In 2022 and 2023, more than 1.5 million Americans vanished—not into thin air, not into war or migration, but into graves that did not need to be filled. These were the “missing Americans,” a haunting term coined by researchers to describe the lives that should not have ended when they did. According to a groundbreaking study led by the Boston University School of Public Health (BUSPH), these deaths would have been avoided if the United States had mortality rates comparable to those of other wealthy nations.
The numbers are staggering. In 2023 alone, more than 700,000 excess deaths occurred—lives that could have continued in a more equitable world. These aren’t just statistical artifacts; they’re mothers, brothers, friends, neighbors—entire human stories cut short in a country that spends more on health care than any other.
This isn’t a new crisis. It’s a decades-long unraveling of American public health, one that has accelerated through years of policy inaction, systemic neglect, and social fracture. COVID-19 threw it into sharp relief, but the story began long before and continues beyond the pandemic’s peak.

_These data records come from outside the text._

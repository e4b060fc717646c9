// src/weather/split.rs

use crate::dates;
use anyhow::{bail, Context, Result};
use chrono::Datelike;
use csv::{ReaderBuilder, Writer};
use std::{
    collections::{btree_map::Entry, BTreeMap},
    fs,
    fs::File,
    path::{Path, PathBuf},
};
use tracing::{info, warn};

/// Split a combined weather CSV into per-year files plus two pivot-year
/// files, streaming row by row:
/// - `weather_<year>.csv` for every year before the pivot year,
/// - `weather_<py>_jan_<mon-1>.csv` for pivot-year months before the pivot,
/// - `weather_<py>_<mon>.csv` for the pivot month itself.
/// Rows past the pivot month are dropped with a warning. Headers are
/// written lazily on the first row routed to each file.
pub fn split_weather(
    input: &Path,
    outdir: &Path,
    pivot_year: i32,
    pivot_month: u32,
    overwrite: bool,
) -> Result<()> {
    if !(2..=12).contains(&pivot_month) {
        bail!("pivot month must be in 2..=12, got {}", pivot_month);
    }
    fs::create_dir_all(outdir).with_context(|| format!("creating {}", outdir.display()))?;

    if overwrite {
        for entry in
            fs::read_dir(outdir).with_context(|| format!("listing {}", outdir.display()))?
        {
            let path = entry?.path();
            let is_split_file = path
                .file_name()
                .and_then(|n| n.to_str())
                .map_or(false, |n| n.starts_with("weather_") && n.ends_with(".csv"));
            if is_split_file {
                fs::remove_file(&path)
                    .with_context(|| format!("removing {}", path.display()))?;
            }
        }
    }

    let file = File::open(input).with_context(|| format!("opening {}", input.display()))?;
    let mut rdr = ReaderBuilder::new().flexible(true).from_reader(file);
    let headers = rdr
        .headers()
        .with_context(|| format!("reading header of {}", input.display()))?
        .clone();
    let ts_idx = headers
        .iter()
        .position(|h| h.trim().eq_ignore_ascii_case("timestamp"))
        .or_else(|| headers.iter().position(|h| h.to_lowercase().contains("time")))
        .context("cannot find a timestamp column in weather CSV")?;

    let head_abbr = dates::month_abbr(pivot_month - 1)?;
    let pivot_abbr = dates::month_abbr(pivot_month)?;

    let mut writers: BTreeMap<PathBuf, Writer<File>> = BTreeMap::new();
    let mut counts: BTreeMap<PathBuf, usize> = BTreeMap::new();
    let mut dropped_bad = 0usize;
    let mut dropped_late = 0usize;

    for (idx, result) in rdr.records().enumerate() {
        let record = result
            .with_context(|| format!("CSV parse error in {} at record {}", input.display(), idx))?;
        let ts = match record.get(ts_idx).and_then(dates::parse_timestamp) {
            Some(ts) => ts,
            None => {
                dropped_bad += 1;
                continue;
            }
        };

        let (year, month) = (ts.year(), ts.month());
        let name = if year < pivot_year {
            format!("weather_{}.csv", year)
        } else if year == pivot_year && month < pivot_month {
            format!("weather_{}_jan_{}.csv", year, head_abbr)
        } else if year == pivot_year && month == pivot_month {
            format!("weather_{}_{}.csv", year, pivot_abbr)
        } else {
            dropped_late += 1;
            continue;
        };

        let path = outdir.join(name);
        let wtr = match writers.entry(path.clone()) {
            Entry::Occupied(e) => e.into_mut(),
            Entry::Vacant(e) => {
                let file = File::create(e.key())
                    .with_context(|| format!("creating {}", e.key().display()))?;
                let mut wtr = Writer::from_writer(file);
                wtr.write_record(&headers).context("writing split header")?;
                e.insert(wtr)
            }
        };
        wtr.write_record(&record).context("writing split row")?;
        *counts.entry(path).or_insert(0) += 1;
    }

    for wtr in writers.values_mut() {
        wtr.flush().context("flushing split file")?;
    }

    if dropped_bad > 0 {
        warn!(rows = dropped_bad, "dropped rows with unparseable timestamps");
    }
    if dropped_late > 0 {
        warn!(
            rows = dropped_late,
            "dropped rows after {}-{:02}", pivot_year, pivot_month
        );
    }
    if counts.is_empty() {
        bail!("no rows in range; nothing written to {}", outdir.display());
    }
    for (path, rows) in &counts {
        info!(path = %path.display(), rows, "wrote split file");
    }
    Ok(())
}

An Unfolding Catastrophe Decades in the Making
The American health crisis didn’t arrive with the coronavirus—it has been evolving for over 40 years. Researchers analyzed mortality trends from 1980 to 2023 and compared them with those in 21 other high-income nations, including Australia, Canada, France, Japan, and the United Kingdom. The conclusion was irrefutable: the U.S. has been systematically falling behind.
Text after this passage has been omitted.